___ Records supplied ___

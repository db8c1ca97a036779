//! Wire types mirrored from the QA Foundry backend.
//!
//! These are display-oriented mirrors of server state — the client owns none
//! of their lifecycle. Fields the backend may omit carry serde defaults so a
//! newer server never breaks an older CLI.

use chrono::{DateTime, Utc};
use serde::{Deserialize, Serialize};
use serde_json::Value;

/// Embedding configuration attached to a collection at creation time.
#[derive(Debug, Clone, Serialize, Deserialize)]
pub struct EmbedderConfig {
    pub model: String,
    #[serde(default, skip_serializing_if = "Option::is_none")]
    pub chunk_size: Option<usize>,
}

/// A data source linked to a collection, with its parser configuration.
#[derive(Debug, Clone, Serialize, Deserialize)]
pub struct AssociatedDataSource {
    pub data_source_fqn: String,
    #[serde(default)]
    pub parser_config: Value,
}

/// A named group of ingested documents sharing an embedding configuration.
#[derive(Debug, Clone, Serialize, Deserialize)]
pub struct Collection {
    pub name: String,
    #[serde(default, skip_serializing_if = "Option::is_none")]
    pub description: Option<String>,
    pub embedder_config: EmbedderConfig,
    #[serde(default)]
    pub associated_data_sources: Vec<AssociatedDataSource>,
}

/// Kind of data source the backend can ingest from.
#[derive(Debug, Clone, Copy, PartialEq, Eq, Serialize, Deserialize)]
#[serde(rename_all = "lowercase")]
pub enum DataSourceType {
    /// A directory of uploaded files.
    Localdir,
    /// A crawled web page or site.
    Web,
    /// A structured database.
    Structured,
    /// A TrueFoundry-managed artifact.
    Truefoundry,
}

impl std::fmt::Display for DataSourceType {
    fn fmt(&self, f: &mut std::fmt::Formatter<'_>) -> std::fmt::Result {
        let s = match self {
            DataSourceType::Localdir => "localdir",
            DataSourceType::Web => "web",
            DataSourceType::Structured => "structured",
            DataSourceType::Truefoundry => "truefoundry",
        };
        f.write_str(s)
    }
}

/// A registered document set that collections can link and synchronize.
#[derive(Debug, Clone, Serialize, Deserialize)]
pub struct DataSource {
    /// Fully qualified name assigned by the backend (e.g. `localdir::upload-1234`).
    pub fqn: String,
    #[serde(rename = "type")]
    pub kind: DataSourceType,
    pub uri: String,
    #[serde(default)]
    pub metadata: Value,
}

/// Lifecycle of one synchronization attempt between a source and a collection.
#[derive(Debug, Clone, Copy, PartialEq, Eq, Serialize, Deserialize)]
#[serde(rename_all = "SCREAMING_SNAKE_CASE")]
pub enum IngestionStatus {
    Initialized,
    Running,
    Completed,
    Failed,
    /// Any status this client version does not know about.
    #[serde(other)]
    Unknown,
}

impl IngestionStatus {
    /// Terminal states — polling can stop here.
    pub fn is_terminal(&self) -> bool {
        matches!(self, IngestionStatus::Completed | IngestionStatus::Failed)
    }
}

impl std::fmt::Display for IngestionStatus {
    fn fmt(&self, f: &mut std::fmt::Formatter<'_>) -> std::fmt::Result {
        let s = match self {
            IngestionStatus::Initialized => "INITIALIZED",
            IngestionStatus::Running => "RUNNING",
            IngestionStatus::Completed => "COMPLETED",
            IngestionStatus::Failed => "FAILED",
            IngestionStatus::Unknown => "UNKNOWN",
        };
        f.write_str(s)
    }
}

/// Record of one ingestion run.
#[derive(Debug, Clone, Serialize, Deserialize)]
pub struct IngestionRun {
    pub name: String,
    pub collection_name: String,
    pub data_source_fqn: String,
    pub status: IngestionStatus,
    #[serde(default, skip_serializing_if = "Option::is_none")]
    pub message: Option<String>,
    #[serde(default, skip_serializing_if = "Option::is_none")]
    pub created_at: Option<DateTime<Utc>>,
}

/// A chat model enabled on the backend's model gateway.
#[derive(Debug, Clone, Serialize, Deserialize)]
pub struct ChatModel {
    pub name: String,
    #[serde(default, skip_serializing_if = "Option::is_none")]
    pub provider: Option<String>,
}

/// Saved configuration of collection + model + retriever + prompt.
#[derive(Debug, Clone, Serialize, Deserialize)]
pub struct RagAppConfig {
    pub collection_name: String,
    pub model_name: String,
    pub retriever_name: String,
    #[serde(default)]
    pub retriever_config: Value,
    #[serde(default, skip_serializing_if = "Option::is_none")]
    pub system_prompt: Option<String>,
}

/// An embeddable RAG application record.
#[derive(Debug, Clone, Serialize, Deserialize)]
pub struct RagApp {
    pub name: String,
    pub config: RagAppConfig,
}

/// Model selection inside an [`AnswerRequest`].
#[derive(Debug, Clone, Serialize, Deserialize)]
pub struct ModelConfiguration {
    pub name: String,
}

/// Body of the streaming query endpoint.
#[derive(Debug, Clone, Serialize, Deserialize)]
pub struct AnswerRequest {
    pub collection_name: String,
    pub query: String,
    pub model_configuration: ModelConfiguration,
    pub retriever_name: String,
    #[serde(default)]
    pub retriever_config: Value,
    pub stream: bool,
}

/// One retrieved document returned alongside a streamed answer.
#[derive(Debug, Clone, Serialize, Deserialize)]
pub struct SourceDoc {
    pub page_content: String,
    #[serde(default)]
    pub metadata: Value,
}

___
___ Records supplied ___

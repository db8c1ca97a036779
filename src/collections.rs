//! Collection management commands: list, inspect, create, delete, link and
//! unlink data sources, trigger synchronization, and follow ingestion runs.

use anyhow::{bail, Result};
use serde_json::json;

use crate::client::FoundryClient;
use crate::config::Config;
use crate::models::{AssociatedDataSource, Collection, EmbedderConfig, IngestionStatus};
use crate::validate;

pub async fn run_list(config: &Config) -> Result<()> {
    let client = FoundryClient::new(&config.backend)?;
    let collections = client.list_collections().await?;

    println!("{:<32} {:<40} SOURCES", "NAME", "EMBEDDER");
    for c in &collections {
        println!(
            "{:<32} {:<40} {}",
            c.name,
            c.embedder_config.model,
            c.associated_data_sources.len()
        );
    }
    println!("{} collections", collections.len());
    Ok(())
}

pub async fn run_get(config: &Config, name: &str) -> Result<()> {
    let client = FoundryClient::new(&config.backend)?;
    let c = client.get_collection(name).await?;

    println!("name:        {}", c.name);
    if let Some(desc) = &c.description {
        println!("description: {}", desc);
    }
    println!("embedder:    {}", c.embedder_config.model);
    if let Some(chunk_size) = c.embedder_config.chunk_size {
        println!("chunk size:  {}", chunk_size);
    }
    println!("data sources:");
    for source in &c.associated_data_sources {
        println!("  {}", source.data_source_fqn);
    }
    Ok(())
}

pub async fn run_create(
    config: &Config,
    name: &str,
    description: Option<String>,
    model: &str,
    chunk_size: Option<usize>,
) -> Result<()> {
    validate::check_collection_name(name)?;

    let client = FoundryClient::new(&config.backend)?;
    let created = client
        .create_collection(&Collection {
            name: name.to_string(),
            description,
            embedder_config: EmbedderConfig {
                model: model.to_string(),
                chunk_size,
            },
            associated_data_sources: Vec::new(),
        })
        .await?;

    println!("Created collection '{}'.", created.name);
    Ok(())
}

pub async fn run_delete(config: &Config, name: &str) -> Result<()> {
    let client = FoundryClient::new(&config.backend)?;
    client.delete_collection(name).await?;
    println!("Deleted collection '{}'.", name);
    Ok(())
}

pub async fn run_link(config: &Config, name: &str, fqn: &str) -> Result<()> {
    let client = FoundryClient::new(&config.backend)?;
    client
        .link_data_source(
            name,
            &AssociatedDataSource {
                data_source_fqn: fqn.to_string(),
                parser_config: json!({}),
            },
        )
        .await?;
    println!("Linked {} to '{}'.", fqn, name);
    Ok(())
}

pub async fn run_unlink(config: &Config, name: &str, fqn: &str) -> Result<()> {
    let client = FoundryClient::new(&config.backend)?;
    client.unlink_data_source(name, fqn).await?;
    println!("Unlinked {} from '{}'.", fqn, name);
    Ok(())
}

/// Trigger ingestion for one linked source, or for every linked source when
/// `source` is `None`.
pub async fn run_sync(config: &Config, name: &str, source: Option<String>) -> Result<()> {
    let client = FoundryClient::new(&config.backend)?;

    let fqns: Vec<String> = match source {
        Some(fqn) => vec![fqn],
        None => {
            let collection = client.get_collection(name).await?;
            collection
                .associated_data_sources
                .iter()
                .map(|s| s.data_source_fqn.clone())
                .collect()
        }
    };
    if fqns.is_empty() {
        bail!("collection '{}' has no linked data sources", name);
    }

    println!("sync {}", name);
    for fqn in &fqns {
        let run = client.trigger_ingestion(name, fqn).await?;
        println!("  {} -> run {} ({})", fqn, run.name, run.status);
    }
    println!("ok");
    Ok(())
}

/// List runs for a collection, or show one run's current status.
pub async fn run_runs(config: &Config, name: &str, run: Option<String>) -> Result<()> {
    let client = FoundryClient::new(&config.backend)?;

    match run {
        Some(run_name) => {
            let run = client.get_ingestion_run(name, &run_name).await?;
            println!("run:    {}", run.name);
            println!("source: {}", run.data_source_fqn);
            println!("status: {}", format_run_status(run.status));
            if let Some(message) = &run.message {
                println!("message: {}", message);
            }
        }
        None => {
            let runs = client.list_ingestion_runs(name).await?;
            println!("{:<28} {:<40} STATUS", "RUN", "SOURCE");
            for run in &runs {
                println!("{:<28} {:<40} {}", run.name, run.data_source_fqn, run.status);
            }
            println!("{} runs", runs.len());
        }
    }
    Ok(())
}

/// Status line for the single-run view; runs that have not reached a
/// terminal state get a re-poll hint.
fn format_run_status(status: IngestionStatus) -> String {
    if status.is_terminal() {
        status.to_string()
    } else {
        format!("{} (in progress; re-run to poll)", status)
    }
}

___
___ Records supplied ___

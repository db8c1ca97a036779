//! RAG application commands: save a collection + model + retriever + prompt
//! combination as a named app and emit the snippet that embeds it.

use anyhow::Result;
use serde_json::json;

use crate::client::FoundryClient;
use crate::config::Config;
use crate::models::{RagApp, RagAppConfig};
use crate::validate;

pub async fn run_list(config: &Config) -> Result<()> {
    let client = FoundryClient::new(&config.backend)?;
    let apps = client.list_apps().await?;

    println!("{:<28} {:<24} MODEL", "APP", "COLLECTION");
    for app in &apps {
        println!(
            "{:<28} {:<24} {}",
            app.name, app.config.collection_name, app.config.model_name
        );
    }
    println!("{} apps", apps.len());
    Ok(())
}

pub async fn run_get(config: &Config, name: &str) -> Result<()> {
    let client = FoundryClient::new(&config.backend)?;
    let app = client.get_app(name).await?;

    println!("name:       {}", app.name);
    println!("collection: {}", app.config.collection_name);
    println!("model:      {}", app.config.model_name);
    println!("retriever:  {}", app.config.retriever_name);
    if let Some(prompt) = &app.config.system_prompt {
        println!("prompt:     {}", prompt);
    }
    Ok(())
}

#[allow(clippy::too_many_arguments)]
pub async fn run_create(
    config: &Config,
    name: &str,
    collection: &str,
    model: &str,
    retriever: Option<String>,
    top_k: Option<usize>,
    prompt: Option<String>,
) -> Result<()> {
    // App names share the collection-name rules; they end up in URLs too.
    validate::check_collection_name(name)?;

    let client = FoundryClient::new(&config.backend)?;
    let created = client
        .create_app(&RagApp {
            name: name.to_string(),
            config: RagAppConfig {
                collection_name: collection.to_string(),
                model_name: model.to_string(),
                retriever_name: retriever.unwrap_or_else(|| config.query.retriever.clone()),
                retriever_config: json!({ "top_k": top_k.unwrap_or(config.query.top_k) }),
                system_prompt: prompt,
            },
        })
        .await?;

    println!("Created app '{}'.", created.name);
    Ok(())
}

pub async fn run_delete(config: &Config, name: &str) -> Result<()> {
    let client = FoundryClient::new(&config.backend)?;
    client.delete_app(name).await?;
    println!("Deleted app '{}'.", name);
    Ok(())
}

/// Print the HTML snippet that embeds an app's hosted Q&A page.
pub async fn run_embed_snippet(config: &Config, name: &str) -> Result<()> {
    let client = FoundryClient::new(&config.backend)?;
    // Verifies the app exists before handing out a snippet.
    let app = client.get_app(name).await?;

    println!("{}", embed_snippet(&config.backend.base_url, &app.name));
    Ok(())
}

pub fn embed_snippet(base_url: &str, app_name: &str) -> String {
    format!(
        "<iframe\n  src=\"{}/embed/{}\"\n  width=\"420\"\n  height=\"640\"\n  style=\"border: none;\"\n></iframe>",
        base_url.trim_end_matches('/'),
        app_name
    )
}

___

What is expected
Show every line of the material above in which "commands" is present.

Task solution
//! Collection management commands: list, inspect, create, delete, link and
//! RAG application commands: save a collection + model + retriever + prompt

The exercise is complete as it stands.